_MG_4504, US-101 North of Google

_MG_4504.jpg

In the film Repo Man, Tracy Walter's character opines: "The more you drive, the less intelligent you are," a line I've glibly repeated ever since hearing it.

That line has always felt true, and the central kernel of it is this: intelligence doesn't really enter into it. No matter how intelligent, no matter how fit, no matter how wealthy, no matter how experienced, no matter how good you could be, you simply won't be. Michael Schumacher has essentially no advantage whatsoever in commuting when compared, say, to a semi-paralysed 87-year-old illiterate who forgot to bring her glasses. A $400K Mercedes has no operational advantage over a rattling secondhand Kia in over in 95% of real traffic. They will all arrive at the same time: late.

Short of hiring a driver (or a helicopter pilot), there's little to be done about it. At least one can try to use the time that highway commuting wastes, as I do with podcasted lectures and the like, but you need to do it at the expense of both reduced safety (attention distracted by learning) and reduced learning (attention distracted by a non-signaling white pickup suddenly veering left through the three lanes in front of you). No wonder idiots like Howard Stern, Rush Limbaugh, and their ilk can dominate radio: their listeners are strapped and buckled into their chairs, and intelligent consideration is a freeway hazard. It's a motorized version of the Ludovico technique.

Year after year Moore's Law accelerates the information superhighway by a sizable margin; year after year we have quicker computers and related circuits to drive our businesses and media, yet every year the nearly-straight slice of Highway 101 between the offices of Intel and Oracle gets slower, more choked, more dangerous. It's astounding to think how many people willingly burn an hour or two of every day having to deal with mortal terror -- not in an abstract way, but dealing with traffic jams and seeing the ambulances on a regular basis.

It's a perpetual puzzle to me. Cars kill us on the street, they choke us, isolate us, they cloak the planet in hot carbon, drown our cities, and yet we still obsess over them. News reports on global warming run side-by-side with "most popular story" links on "top cars of 2009." The rack of car magazines at Borders is even larger than that for fashion rags.

Repo Man was right -- and worse, the more each of us drives, the less intelligent we all are, collectively. In simple economic terms this is a gigantic drag on the social and financial state of the world. Why, exactly, are so people many willing to toss themselves into debt for the latest hulking SUV, and governments & industry so timid about even suggesting alternatives?

Comments on "_MG_4504, US-101 North of Google"

Jeff
March 24, 2009 12:38 AM

You conflate two separate issues: car as transportation and conspicuous consumption. I feel your position is absurd on the first point: the more I drive, the more intelligent I am.

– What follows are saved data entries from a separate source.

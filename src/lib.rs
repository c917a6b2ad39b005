//! # Disjoint Pool
//!
//! Segregated-fit memory pool between byte-sized allocation requests and a
//! coarse-grain [`MemoryProvider`].
//!
//! Allocations are a minimum of one slab (64 KiB by default) even when a
//! much smaller size is requested. Requests up to half a slab are served as
//! chunks carved out of a shared slab, so for 8-byte allocations only a
//! tiny fraction of requests ever reaches the provider; freeing such a
//! request only clears a bit. Larger poolable requests take a whole slab
//! each and are subject to pooling: a freed slab is retained for reuse,
//! bounded per bucket and by a [`SharedLimits`] cap that several pools may
//! share. Requests above the poolable limit bypass the pool entirely.

pub mod config;
pub mod error;
pub mod limits;
pub mod pool;
pub mod provider;
pub mod utils;

mod poison;

// Re-export main types
pub use config::{DisjointPoolConfig, MIN_BUCKET_DEFAULT};
pub use error::{PoolError, PoolResult};
pub use limits::SharedLimits;
pub use pool::{BucketStatsSnapshot, DisjointPool, PoolStats};
#[cfg(all(feature = "system-provider", unix))]
pub use provider::SystemProvider;
pub use provider::{MemoryProvider, TrackingProvider};
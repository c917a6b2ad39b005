//! Memory annotation hooks
//!
//! Mirrors sanitizer-style poisoning without a sanitizer: regions entering
//! the caller's hands are marked "undefined", regions returning to the pool
//! or freshly obtained from the provider are marked "inaccessible". With no
//! fill pattern configured both hooks are no-ops, so the pool never touches
//! memory it is not about to hand out. Pointer arithmetic on annotated
//! regions stays valid either way.

/// Marks memory the caller is about to receive
///
/// # Safety contract (internal)
/// `ptr..ptr + size` must lie inside a live provider allocation owned by
/// the pool; callers clamp `size` so aligned-up pointers cannot run past
/// their chunk or slab.
#[inline]
pub(crate) fn annotate_memory_undefined(ptr: *mut u8, size: usize, fill: Option<u8>) {
    if let Some(byte) = fill {
        // SAFETY: per the contract above the whole range is mapped and not
        // referenced by any other live allocation.
        unsafe {
            core::ptr::write_bytes(ptr, byte, size);
        }
    }
}

/// Marks memory nothing should read until it is allocated again
///
/// Same contract as [`annotate_memory_undefined`].
#[inline]
pub(crate) fn annotate_memory_inaccessible(ptr: *mut u8, size: usize, fill: Option<u8>) {
    if let Some(byte) = fill {
        // SAFETY: see annotate_memory_undefined.
        unsafe {
            core::ptr::write_bytes(ptr, byte, size);
        }
    }
}
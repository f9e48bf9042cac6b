// Copyright 2025 Umberto Gotti <umberto.gotti@umbertogotti.dev>
// Licensed under the Apache License, Version 2.0
// http://www.apache.org/licenses/LICENSE-2.0

//! # Ridestream
//!
//! Records a ride on the device and turns it into a downloadable CSV on the
//! collection service.
//!
//! ## Overview
//!
//! - **Fusion**: geolocation (~1 Hz) and accelerometer (~50 Hz) readings are
//!   merged by arrival into one stream of [`FusedRecord`]s. Motion records
//!   carry the last known location forward; nothing is interpolated or
//!   reordered by capture time.
//! - **Delivery**: the [`BatchSender`] flushes the buffered records every
//!   30 seconds as one `data` frame over a persistent [`Connection`], and a
//!   final flush plus `stop` ends the ride.
//! - **Collection**: the [`Service`] appends batches to the open session and,
//!   on stop, writes `ride_<n>.csv` with the columns
//!   `timestamp,latitude,longitude,total_accel`.
//!
//! ## Quick Start
//!
//! ```rust,no_run
//! use ridestream::prelude::*;
//! use std::sync::Arc;
//!
//! #[tokio::main]
//! async fn main() -> ridestream::Result<()> {
//!     let service = Service::in_memory();
//!     let (client, server) = duplex();
//!     tokio::spawn(serve_connection(service.clone(), server));
//!
//!     let gps = ChannelSource::<LocationReading>::new();
//!     let imu = ChannelSource::<MotionSample>::new();
//!     let mut recorder = RideRecorder::start(&gps, &imu, Arc::new(client), SenderConfig::default());
//!
//!     // Device callbacks push readings as they arrive.
//!     gps.push(LocationReading::new(52.35, 4.86, 1_000));
//!     imu.push(MotionSample { x: 0.1, y: 0.2, z: 9.8, captured_at: 1_020 });
//!
//!     let receipt = recorder.stop().await?;
//!     println!("saved ride {} at {}", receipt.index, receipt.download_url);
//!     Ok(())
//! }
//! ```

pub use ridestream_core::{
    ExportArtifact, ExportRow, FusedRecord, LocationReading, MotionReading, MotionSample,
    RideError, RideSummary, Result, SessionIndex, Timestamp,
};
pub use ridestream_fuse::{ChannelSource, RecordBuffer, SampleSource, StreamFuser, Subscription};
pub use ridestream_sender::{
    duplex, BatchSender, ClientConnection, Connection, RideRecorder, SenderConfig,
    ServerConnection, StopReceipt,
};
pub use ridestream_service::{
    endpoints, serve_connection, serve_observer, ExportStore, FinalizedSession, FsExportStore,
    MemoryExportStore, Service, ServiceConfig,
};

/// Prelude module for convenient imports
pub mod prelude {
    pub use ridestream_core::{FusedRecord, LocationReading, MotionSample, RideError};
    pub use ridestream_fuse::{ChannelSource, SampleSource};
    pub use ridestream_sender::{duplex, Connection, RideRecorder, SenderConfig};
    pub use ridestream_service::{serve_connection, Service, ServiceConfig};
}
// Copyright 2025 Umberto Gotti <umberto.gotti@umbertogotti.dev>
// Licensed under the Apache License, Version 2.0
// http://www.apache.org/licenses/LICENSE-2.0

use ridestream_error::{ErrorKind, RideError, Result, ResultExt};
use std::error::Error;
use std::io;
use std::time::Duration;

#[test]
fn test_error_display() {
    let err = RideError::invalid_payload("expected an array");
    assert_eq!(err.to_string(), "Invalid payload: expected an array");

    let err = RideError::not_found(4);
    assert_eq!(err.to_string(), "No export found for session index 4");
}

#[test]
fn test_stop_failures_say_nothing_was_saved() {
    assert!(RideError::EmptySession.to_string().starts_with("Nothing was saved"));
    assert!(RideError::storage("disk full")
        .to_string()
        .starts_with("Nothing was saved"));
    assert!(RideError::connection_unavailable("stop")
        .to_string()
        .contains("nothing was sent"));
}

#[test]
fn test_nothing_saved_excludes_timeout() {
    assert!(RideError::EmptySession.nothing_saved());
    assert!(RideError::storage("x").nothing_saved());
    assert!(!RideError::timeout("stop ack", Duration::from_secs(1)).nothing_saved());
}

#[test]
fn test_is_recoverable() {
    assert!(RideError::connection_unavailable("tick").is_recoverable());
    assert!(RideError::storage("x").is_recoverable());
    assert!(!RideError::EmptySession.is_recoverable());
    assert!(!RideError::invalid_payload("x").is_recoverable());
}

#[test]
fn test_kind_round_trips_through_wire_tag() {
    let kinds = [
        ErrorKind::InvalidPayload,
        ErrorKind::EmptySession,
        ErrorKind::NotFound,
        ErrorKind::ConnectionUnavailable,
        ErrorKind::StorageWriteFailure,
        ErrorKind::Timeout,
        ErrorKind::Protocol,
        ErrorKind::ChannelClosed,
    ];

    for kind in kinds {
        assert_eq!(ErrorKind::parse(kind.as_str()), Some(kind));
    }
    assert_eq!(ErrorKind::parse("bogus"), None);
}

#[test]
fn test_from_wire_rebuilds_matching_variant() {
    let err = RideError::from_wire(ErrorKind::EmptySession, "ignored");
    assert!(matches!(err, RideError::EmptySession));

    let err = RideError::from_wire(ErrorKind::StorageWriteFailure, "disk full");
    assert_eq!(err.kind(), ErrorKind::StorageWriteFailure);
    assert!(err.to_string().contains("disk full"));
}

#[test]
fn test_io_error_becomes_storage_failure_with_source() {
    let err: RideError = io::Error::other("no space left").into();

    assert_eq!(err.kind(), ErrorKind::StorageWriteFailure);
    assert!(err.source().is_some());
}

#[test]
fn test_result_context_prefixes_storage_errors() {
    let result: Result<()> = Err(RideError::storage("rename failed"));

    let err = result.context("writing ride_3.csv").unwrap_err();

    assert_eq!(
        err.to_string(),
        "Nothing was saved, artifact write failed: writing ride_3.csv: rename failed"
    );
}

#[test]
fn test_result_context_preserves_other_errors() {
    let result: Result<()> = Err(RideError::EmptySession);

    let err = result.with_context(|| "finalize".to_string()).unwrap_err();

    assert!(matches!(err, RideError::EmptySession));
}

#[test]
fn test_io_result_context() -> anyhow::Result<()> {
    let result: std::result::Result<(), io::Error> = Err(io::Error::other("denied"));

    let err = result.context("creating export dir").unwrap_err();

    assert!(err.to_string().contains("creating export dir"));
    Ok(())
}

I have driven through 20 or 30 states in the last three years, making photographs and breathing the air far away from metropolitan areas in in a way that would be impossible with any other form of transportation. It has given me a deeper appreciation of this country and provided an amazing amount of time to reflect on it. Travel by plane or train is like watching a video on fast-forward, horribly impoverished at best. Only travel by car offers such intense freedom.

That said, when I visited by San Francisco a couple of weeks ago, I flew and did not use a car at all other than taking a taxi from airport. The trip pales in experiential content to the trip I did last summer, driving from Minneapolis to Seattle and then down to Los Angeles, including a stretch of 101. I took my time, staying where I wanted as long as I wanted, spending six weeks before returning to the Twin Cities. Commuting around town is by definition mostly mindless and an excellent argument for mass transit alternatives. The open road, the source of most of the "car lust" you describe, is another matter entirely.

I did all this driving in a small Mazda 3, not a Hummer. I don't feel irresponsible or stupid in the least. I feel enriched. I'm sorry you don't get it.

Kevin Bjorke
March 28, 2009 02:28 PM

Open-road driving is far from typical. Last weekend I drove my Mini from SF to Tahoe & back -- ten hours of blizzard mountain driving. I've driven coast-to-coast multiple times and taken the "no road more than two lanes" routes to do it.

For 99% of all driving, this is a completely different experience.